A Freedom of Information request by Mr Platt has revealed a massive drop in the number of parents fined by Norfolk County Council so far this school year, although the council told him it was 'unable to explain the reduction in numbers'.
In the 2014-15 school year, it issued 5,215 fixed-penalty notices, which has fallen to 1,441 so far in 2015-16.
Last year, only Suffolk County Council issued more fines – 5,294 – compared to 4,471 so far this school year.
One Norfolk headteacher, who asked not to be named, said: 'My suggestion would be that heads are unsure due to the court case, and whether their decision will be challenged publicly.'
The government is funding the Isle of Wight's application to the Supreme Court to appeal against the High Court judgement.
Suffolk County Council has previously said the authority, through the county attendance team, encourages an early intervention process in relation to truancy and the underlying issues for lateness or attendance are scrutinised.

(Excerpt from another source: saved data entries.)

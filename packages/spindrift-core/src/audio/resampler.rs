//! Adaptive sample-rate conversion.
//!
//! [`SincResampler`] is a stateful polyphase windowed-sinc converter: a bank
//! of Kaiser-windowed SINC filters indexed by sub-sample phase gives
//! constant-cost fractional-rate conversion, with filter history carried
//! across calls so block boundaries are seamless.
//!
//! [`AdaptiveResampler`] wraps it with the two-term control law that keeps a
//! playing endpoint phase-locked: a drift term from the Kalman estimator
//! (stable, immediate) plus a slow offset term that trims residual error,
//! smoothed so the ratio never moves fast enough to be audible as pitch.

use std::f64::consts::PI;

use thiserror::Error;

use super::AudioFormat;

/// Ratio clamp during fast acquisition (first ~10s of output).
const MAX_DEV_FAST: f64 = 0.02;

/// Ratio clamp during steady state.
const MAX_DEV_STEADY: f64 = 0.005;

/// Fast-acquisition window, in seconds of produced output.
const FAST_ACQUISITION_SECS: u64 = 10;

/// Offset-term deadband: errors inside this are OS scheduling jitter (30ms).
const OFFSET_DEADBAND_US: f64 = 30_000.0;

/// Offset-term time constant (60s). The drift term does the heavy lifting;
/// the offset term only has to bleed off residuals.
const OFFSET_TAU_US: f64 = 60_000_000.0;

/// Per-call smoothing factor toward the target ratio (~1s at 50 calls/s).
const RATIO_ALPHA: f64 = 0.02;

/// Kaiser window beta for the SINC bank design.
const KAISER_BETA: f64 = 6.0;

/// Anti-aliasing cutoff as a fraction of Nyquist. The ratio never departs
/// from unity by more than 2%, so a fixed cutoff with a 5% transition band
/// covers every reachable rate.
const CUTOFF: f64 = 0.95;

/// Conversion failure; callers emit silence and keep their state.
#[derive(Debug, Clone, PartialEq, Eq, Error)]
pub enum ConverterError {
    /// Input slice is not a whole number of frames.
    #[error("input of {samples} samples is not a whole number of {channels}-channel frames")]
    RaggedInput {
        /// Interleaved input sample count.
        samples: usize,
        /// Pipeline channel count.
        channels: u16,
    },

    /// Output slice is not a whole number of frames.
    #[error("output of {samples} samples is not a whole number of {channels}-channel frames")]
    RaggedOutput {
        /// Interleaved output sample count.
        samples: usize,
        /// Pipeline channel count.
        channels: u16,
    },

    /// The conversion ratio state became non-finite.
    #[error("conversion ratio is not finite")]
    BadRatio,
}

/// Filter-bank presets: phases x taps.
///
/// More phases lower phase-quantization distortion; more taps sharpen the
/// anti-aliasing skirt. All three are inaudible for the near-unity ratios
/// this pipeline uses; Fast exists for small ARM endpoints.
#[derive(Debug, Clone, Copy, PartialEq, Eq, Default)]
pub enum ResamplerQuality {
    /// 128 phases x 48 taps.
    #[default]
    High,
    /// 64 phases x 32 taps.
    Balanced,
    /// 32 phases x 24 taps.
    Fast,
}

impl ResamplerQuality {
    /// (phases, taps) for this preset.
    #[must_use]
    pub fn dimensions(self) -> (usize, usize) {
        match self {
            Self::High => (128, 48),
            Self::Balanced => (64, 32),
            Self::Fast => (32, 24),
        }
    }
}

/// Zeroth-order modified Bessel function of the first kind.
///
/// Power-series evaluation; converges in well under 30 terms for the
/// argument range a beta of 6 produces.
fn bessel_i0(x: f64) -> f64 {
    let mut sum = 1.0;
    let mut term = 1.0;
    let half_x = x / 2.0;
    for k in 1..=30 {
        term *= (half_x / k as f64) * (half_x / k as f64);
        sum += term;
        if term < 1e-12 * sum {
            break;
        }
    }
    sum
}

/// Kaiser window value at offset `a` from center, half-width `half`.
fn kaiser(a: f64, half: f64) -> f64 {
    let t = a / half;
    if t.abs() >= 1.0 {
        return 0.0;
    }
    bessel_i0(KAISER_BETA * (1.0 - t * t).sqrt()) / bessel_i0(KAISER_BETA)
}

/// Normalized sinc with cutoff `c`: `c * sin(pi c a) / (pi c a)`.
fn sinc(a: f64, c: f64) -> f64 {
    if a.abs() < 1e-9 {
        return c;
    }
    let x = PI * c * a;
    c * x.sin() / x
}

/// Precomputed polyphase filter bank.
///
/// `coeffs[phase * taps + k]` weights input frame `k` of the window for a
/// read position whose fractional part is `phase / phases`. Each phase row
/// is normalized to unity DC gain so constant signals pass through exactly.
struct SincBank {
    phases: usize,
    taps: usize,
    coeffs: Vec<f32>,
}

impl SincBank {
    fn new(quality: ResamplerQuality) -> Self {
        let (phases, taps) = quality.dimensions();
        let half = taps as f64 / 2.0;
        let mut coeffs = vec![0.0f32; phases * taps];
        for phase in 0..phases {
            let frac = phase as f64 / phases as f64;
            let row = &mut coeffs[phase * taps..(phase + 1) * taps];
            let mut sum = 0.0f64;
            for (k, c) in row.iter_mut().enumerate() {
                // Window centered half a filter behind the newest frame the
                // position touches, so interpolation sees both sides.
                let a = (taps - 1) as f64 + frac - k as f64 - half;
                let v = sinc(a, CUTOFF) * kaiser(a, half);
                *c = v as f32;
                sum += v;
            }
            if sum.abs() > f64::EPSILON {
                let norm = (1.0 / sum) as f32;
                for c in row.iter_mut() {
                    *c *= norm;
                }
            }
        }
        Self {
            phases,
            taps,
            coeffs,
        }
    }

    #[inline]
    fn phase_row(&self, frac: f64) -> &[f32] {
        // Nearest-phase lookup; with >=32 phases the quantization noise sits
        // below the window's stopband.
        let idx = ((frac * self.phases as f64) as usize).min(self.phases - 1);
        &self.coeffs[idx * self.taps..(idx + 1) * self.taps]
    }
}
//! Process-wide environment detection.
//!
//! Two inputs decide data paths and the default audio backend: the presence
//! of `/data/options.json` and a non-empty `SUPERVISOR_TOKEN`. Either marks
//! a supervised (add-on style) deployment. The detector runs once at startup
//! and its result is immutable for the process lifetime.

use std::path::{Path, PathBuf};
use std::sync::OnceLock;

use crate::player::backend::BackendKind;

/// Immutable environment facts, detected once.
#[derive(Debug, Clone, PartialEq, Eq)]
pub struct Environment {
    /// True when running under a supervisor (add-on deployment).
    pub supervised: bool,
    /// Directory for persistent state (roster, caches).
    pub data_dir: PathBuf,
    /// Audio backend to default to when configuration names none.
    pub default_backend: BackendKind,
}

static ENVIRONMENT: OnceLock<Environment> = OnceLock::new();

/// Returns the process-wide environment, detecting it on first call.
pub fn environment() -> &'static Environment {
    ENVIRONMENT.get_or_init(|| {
        detect(
            Path::new("/data/options.json"),
            std::env::var("SUPERVISOR_TOKEN").ok().as_deref(),
        )
    })
}

/// Pure detection logic, separated for tests.
#[must_use]
pub fn detect(options_file: &Path, supervisor_token: Option<&str>) -> Environment {
    let supervised =
        options_file.exists() || supervisor_token.is_some_and(|t| !t.trim().is_empty());

    if supervised {
        Environment {
            supervised: true,
            data_dir: PathBuf::from("/data"),
            // Supervised images ship a PulseAudio socket for add-ons.
            default_backend: BackendKind::PulseAudio,
        }
    } else {
        let data_dir = std::env::var_os("XDG_DATA_HOME")
            .map(PathBuf::from)
            .unwrap_or_else(|| PathBuf::from(".spindrift"));
        Environment {
            supervised: false,
            data_dir,
            default_backend: BackendKind::AlsaDirect,
        }
    }
}

#[cfg(test)]
mod tests {
    use super::*;

    #[test]
    fn bare_host_defaults_to_alsa() {
        let dir = tempfile::tempdir().unwrap();
        let env = detect(&dir.path().join("absent.json"), None);
        assert!(!env.supervised);
        assert_eq!(env.default_backend, BackendKind::AlsaDirect);
    }

    #[test]
    fn options_file_marks_supervised() {
        let dir = tempfile::tempdir().unwrap();
        let options = dir.path().join("options.json");
        std::fs::write(&options, "{}").unwrap();
        let env = detect(&options, None);
        assert!(env.supervised);
        assert_eq!(env.default_backend, BackendKind::PulseAudio);
        assert_eq!(env.data_dir, PathBuf::from("/data"));
    }

    #[test]
    fn supervisor_token_marks_supervised() {
        let dir = tempfile::tempdir().unwrap();
        let env = detect(&dir.path().join("absent.json"), Some("abc123"));
        assert!(env.supervised);
    }

    #[test]
    fn empty_token_does_not_mark_supervised() {
        let dir = tempfile::tempdir().unwrap();
        let env = detect(&dir.path().join("absent.json"), Some("   "));
        assert!(!env.supervised);
    }
}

Each case considered for court is then reviewed and the evidence evaluated against the known issues with the family involved.
Principal: Backlash has led to fall
A backlash from angry parents has driven the dramatic fall in the number of fines issued for poor attendance, the principal of Norfolk's biggest school has said.
The government tightened the rules on fixed-penalty notices in 2013, saying heads could only authorise time off in 'exceptional circumstances'. Previously, they could allow up to 10 days out of school for a family holiday in 'special circumstances'.
In 2014-15, Norfolk and Suffolk issued the most fines in England, but now Ian Clayton, principal of Thorpe St Andrew School, has said high number of fines triggered an angry response from parents, which made heads more reluctant to authorise them this year. He said: 'I'm surprised it's a drop to that extent, but I'm not surprised there has been a drop in the figures. It was a policy that was causing real conflicts with some parents and was not doing what it was supposed to do.
'I don't think it was effective, and in terms of making changes to attendance figures, for my school it had little or no effect whatsoever. There's still a big job to do in the education of some parents about the issues, but there's also the balance lacking about the importance of family holidays.'
According to government figures, the overall absence rate in Norfolk schools fell from 5.7pc to 4.8pc between 2012-13, the year before the government changed the rules on authorised absences, and 2013-14. The number of penalty notices rose from 98 to 490 in the same period. In the following year, when the number of penalty notices rocketed to 5,215, the overall absence rate remained the same, at 4.8pc.